As laborers carted off garments in a wheelbarrow, a mosque leader,
Mohammed Nizam, fished a crusty pillowcase from the pile and frowned.
"This is useless," said Nizam, who also said he is more
concerned about the mosque's dwindling food supply.
Bottled
water is trouble
Although essential in the early days of the relief effort, bottled
water is proving to be more trouble than it is worth because it
is heavy and expensive to transport. Many villages have restored
their old water sources or are using purification systems.
At
the White Pearl Hotel in Hikkaduwa just north of Galle, managing
director Ananda Lal Waduge said he isn't sure what to make of the
600 bottles of Voslauer brand mineral water that showed up in his
lobby.
The
bottles were parked there by an Austrian relief team staying at
the hotel.
The water "has a different kind of taste" than locals
are accustomed to, Waduge said. "Normal people can't drink
it, only foreigners." On the hotel's beachfront patio, though,
the Austrian relief workers said locals loved the stuff.
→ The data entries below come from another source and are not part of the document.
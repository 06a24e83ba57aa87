//! Domain layer: value objects and aggregates for the trading engine.
//!
//! Pure business types with no I/O. The feed, ledger, executor, and
//! stream modules build on these.

pub mod errors;
pub mod holding;
pub mod identifiers;
pub mod instrument;
pub mod money;
pub mod order;
pub mod price;

pub use errors::{ExecutorError, FeedError, LedgerError, OrderStateError};
pub use holding::Holding;
pub use identifiers::{ConnectionId, InstrumentId, OrderId, PortfolioId, UserId};
pub use instrument::Instrument;
pub use money::Money;
pub use order::{Order, OrderKind, OrderRequest, OrderSide, OrderStatus, RejectReason};
pub use price::PricePoint;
Dressed
in matching red-and-white team jerseys emblazoned with the words,
"Austrian Water Support," the half-dozen volunteers were
kicking back with local lager and cold Voslauer.
After
some discussion, they conceded that demand for bottled water was
waning. "If we stay a month, maybe we will drink it,"
said Michael Gottwald, a volunteer. Unwanted medicines pose a more
serious problem. Doctors and private citizens appear to have unloaded
their sample bins and medicine cabinets and shipped the items.
Shipments
included useful antibiotics as well as drugs that aren't common
in many villages and can easily be abused, such as antidepressants.